- Born: Ratan Talukder 28 January 1957 (age 69) Yangon, Myanmar
- Other name: Mong
- Occupations: Actor, Karate instructor
- Years active: 1988–present
- Notable work: Bir Purush, Bojro Mushti and Lampot
- Style: martial art, action
- Height: 5 ft 11 in (180 cm)
- Spouse: Shilpi Talukder
- Children: 3

= Ratan Talukder =

Bangladeshi Actor, Martial artist

Ratan Talukder (born 28 January 1957) is a Bangladeshi film actor, fighting director and karate instructor. He usually played supporting negative roles. He debuted as a film actor in the 1986 film Laraku directed by Shahidul Islam Khokon.

== Early life ==
Ratan Talukder was born in Myanmar in 1957. His father, Adhir Ranjan Talukder, was a medical doctor who worked for the British Army in Myanmar. In 1965, the family relocated to Chittagong, Bangladesh. Ratan Talukder developed an interest in martial arts during the 1970s and was a fan of martial arts films.

==Career==
The first film he acted in was Bir Purush (1988). He made his name in Bojro Mushti (1989) and acted in about 15 films. He also worked as a Fight Director in some films. He often worked with Masum Parvez Rubel, Humayun Faridi and Ilias Kobra. Most of his films were directed by Shahidul Islam Khokon.

==Filmography==

| Year | Title | Director | Role |
| 1986 | Laraku | Shahidul Islam Khokon |
| 1988 | Bir Purush | Shahidul Islam Khokon |
| 1989 | Bojromusti | Shahidul Islam Khokon | Mong |
| 1990 | Biplob | Shahidul Islam Khokon |
| 1991 | Bishdat | Shahidul Islam Khokon |
| 1991 | Santrash | Shahidul Islam Khokon |
| 1992 | Choker Pani | Masud Parvez |
| 1996 | Rakkhosh | Shahidul Islam Khokon |
| 1996 | Lompot | Shahidul Islam Khokon | Ilias |
| 2006 | Khude Joddha | A Q Khokon |

==Karate instructor==
Takulder is one of the leading karate instructors in the continent.
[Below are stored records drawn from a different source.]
//! The clock scheduler: background timers bridged onto the host tick.
//!
//! Background timers fire at arbitrary real-world times, but all shared
//! state must be mutated from the host's per-tick update. The scheduler
//! is the bridge: timer tasks never touch state, they only push typed
//! commands onto a thread-safe multi-producer/single-consumer queue.
//! The host tick drains that queue exactly once per tick via
//! [`Scheduler::drain_ready`] and executes the commands on its own
//! thread, so the rest of the engine is written as if single-threaded
//! and no store needs a lock.
//!
//! Two timer shapes exist and are deliberately not collapsed:
//! [`Scheduler::run_once_after`] for self-rescheduling one-shots with a
//! variable next delay (the contract offer cycle), and
//! [`Scheduler::run_every`] for fixed-period sweeps. A periodic timer
//! never suppresses a firing: if the previous command has not been
//! drained yet, the queue simply grows.

use std::sync::mpsc;
use std::time::Duration;

use tokio::task::AbortHandle;

/// Errors that can occur when operating the scheduler.
#[derive(Debug, thiserror::Error)]
pub enum SchedulerError {
    /// The timer runtime could not be built.
    #[error("failed to build timer runtime: {source}")]
    Runtime {
        /// The underlying I/O error from the runtime builder.
        source: std::io::Error,
    },

    /// A periodic timer was requested with a zero interval.
    #[error("periodic timer interval must be greater than zero")]
    InvalidInterval,
}

/// Handle to a live timer, used to cancel it before it fires again.
#[derive(Debug)]
pub struct TimerHandle {
    abort: AbortHandle,
}

impl TimerHandle {
    /// Cancel the timer. A one-shot that already fired is unaffected.
    pub fn cancel(&self) {
        self.abort.abort();
    }

    /// Whether the underlying timer task has finished or been aborted.
    pub fn is_finished(&self) -> bool {
        self.abort.is_finished()
    }
}

/// Owner of all background timers and the command queue they feed.
///
/// `C` is the command type drained on the host tick; it must be `Send`
/// because it crosses from timer threads to the drain thread.
#[derive(Debug)]
pub struct Scheduler<C> {
    runtime: tokio::runtime::Runtime,
    sender: mpsc::Sender<C>,
    receiver: mpsc::Receiver<C>,
    timers: Vec<AbortHandle>,
}

impl<C: Send + 'static> Scheduler<C> {
    /// Build a scheduler with its own single-worker timer runtime.
    ///
    /// # Errors
    ///
    /// Returns [`SchedulerError::Runtime`] if the runtime cannot start.
    pub fn new() -> Result<Self, SchedulerError> {
        let runtime = tokio::runtime::Builder::new_multi_thread()
            .worker_threads(1)
            .thread_name("vendetta-timer")
            .enable_time()
            .build()
            .map_err(|source| SchedulerError::Runtime { source })?;
        let (sender, receiver) = mpsc::channel();
        Ok(Self {
            runtime,
            sender,
            receiver,
            timers: Vec::new(),
        })
    }

    /// Enqueue `command` once, `delay` after now.
    ///
    /// The timer is self-cancelling: after firing, its task ends and
    /// the handle reports finished.
    pub fn run_once_after(&mut self, command: C, delay: Duration) -> TimerHandle {
        let sender = self.sender.clone();
        let handle = self.runtime.spawn(async move {
            tokio::time::sleep(delay).await;
            // A send error means the scheduler is shutting down.
            let _ = sender.send(command);
        });
        self.track(handle.abort_handle())
    }

    /// Enqueue a clone of `command` every `interval`, starting
    /// `initial_delay` after now.
    ///
    /// # Errors
    ///
    /// Returns [`SchedulerError::InvalidInterval`] when `interval` is
    /// zero.
    pub fn run_every(
        &mut self,
        command: C,
        interval: Duration,
        initial_delay: Duration,
    ) -> Result<TimerHandle, SchedulerError>
    where
        C: Clone,
    {
        if interval.is_zero() {
            return Err(SchedulerError::InvalidInterval);
        }
        let sender = self.sender.clone();
        let handle = self.runtime.spawn(async move {
            tokio::time::sleep(initial_delay).await;
            let mut ticker = tokio::time::interval(interval);
            loop {
                // The first tick completes immediately, i.e. at
                // initial_delay; subsequent ticks every interval.
                ticker.tick().await;
                if sender.send(command.clone()).is_err() {
                    break;
                }
            }
        });
        Ok(self.track(handle.abort_handle()))
    }

    /// Register a timer for bulk disposal, pruning finished ones.
    fn track(&mut self, abort: AbortHandle) -> TimerHandle {
        self.timers.retain(|t| !t.is_finished());
        self.timers.push(abort.clone());
        TimerHandle { abort }
    }
}

impl<C> Scheduler<C> {
    /// Pop every command currently queued, in FIFO order.
    ///
    /// Called exactly once per host tick. Commands enqueued while the
    /// drain is in progress are picked up by the next tick.
    pub fn drain_ready(&mut self) -> Vec<C> {
        self.receiver.try_iter().collect()
    }

    /// Cancel every live timer.
    ///
    /// Guarantees no further command is enqueued after this returns,
    /// but the queue may still hold commands that fired earlier; the
    /// shutdown path drains once more after disposal.
    pub fn dispose_all(&mut self) {
        for timer in self.timers.drain(..) {
            timer.abort();
        }
    }
}

impl<C> Drop for Scheduler<C> {
    fn drop(&mut self) {
        self.dispose_all();
    }
}

#[cfg(test)]
#[allow(clippy::unwrap_used)]
mod tests {
    use super::*;

    /// Generous real-time margin for timer assertions.
    fn settle(ms: u64) {
        std::thread::sleep(Duration::from_millis(ms));
    }

    #[test]
    fn one_shot_fires_once_and_only_once() {
        let mut scheduler: Scheduler<u32> = Scheduler::new().unwrap();
        scheduler.run_once_after(7, Duration::from_millis(10));

        settle(150);
        assert_eq!(scheduler.drain_ready(), vec![7]);

        settle(100);
        assert!(scheduler.drain_ready().is_empty());
    }

    #[test]
    fn drain_preserves_fifo_order() {
        let mut scheduler: Scheduler<u32> = Scheduler::new().unwrap();
        scheduler.run_once_after(1, Duration::from_millis(10));
        scheduler.run_once_after(2, Duration::from_millis(60));

        settle(250);
        assert_eq!(scheduler.drain_ready(), vec![1, 2]);
    }

    #[test]
    fn periodic_timer_keeps_firing_without_suppression() {
        let mut scheduler: Scheduler<u32> = Scheduler::new().unwrap();
        scheduler
            .run_every(9, Duration::from_millis(25), Duration::ZERO)
            .unwrap();

        // Never drained in between: the queue must simply grow.
        settle(300);
        let drained = scheduler.drain_ready();
        assert!(drained.len() >= 3, "expected >= 3 firings, got {}", drained.len());
        assert!(drained.iter().all(|c| *c == 9));
    }

    #[test]
    fn zero_interval_is_rejected() {
        let mut scheduler: Scheduler<u32> = Scheduler::new().unwrap();
        let result = scheduler.run_every(1, Duration::ZERO, Duration::ZERO);
        assert!(matches!(result, Err(SchedulerError::InvalidInterval)));
    }

    #[test]
    fn cancelled_one_shot_never_fires() {
        let mut scheduler: Scheduler<u32> = Scheduler::new().unwrap();
        let timer = scheduler.run_once_after(5, Duration::from_millis(80));
        timer.cancel();

        settle(250);
        assert!(scheduler.drain_ready().is_empty());
    }

    #[test]
    fn dispose_all_stops_every_timer() {
        let mut scheduler: Scheduler<u32> = Scheduler::new().unwrap();
        scheduler
            .run_every(1, Duration::from_millis(20), Duration::ZERO)
            .unwrap();
        scheduler.run_once_after(2, Duration::from_millis(40));

        settle(100);
        scheduler.dispose_all();
        scheduler.drain_ready();

        settle(150);
        assert!(scheduler.drain_ready().is_empty());
    }

    #[test]
    fn fired_one_shot_reports_finished() {
        let mut scheduler: Scheduler<u32> = Scheduler::new().unwrap();
        let timer = scheduler.run_once_after(1, Duration::from_millis(10));

        settle(200);
        assert!(timer.is_finished());
        assert_eq!(scheduler.drain_ready(), vec![1]);
    }
}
He obtained 7 dan from WUKF and 4 dan from Japan Karate Association. He is the founder and chief coach of Honke Shotokan Karate-Do Association Bangladesh. Talukder has also obtained a licence of International Karate Referee from Asian Karate Federation Gi Asian Judge. He is vice-chairman of the Bangladesh Karate Referee Association.

==Personal life==
Talukder resides in Chittagong. He is married to Shilpi and has 3 children together.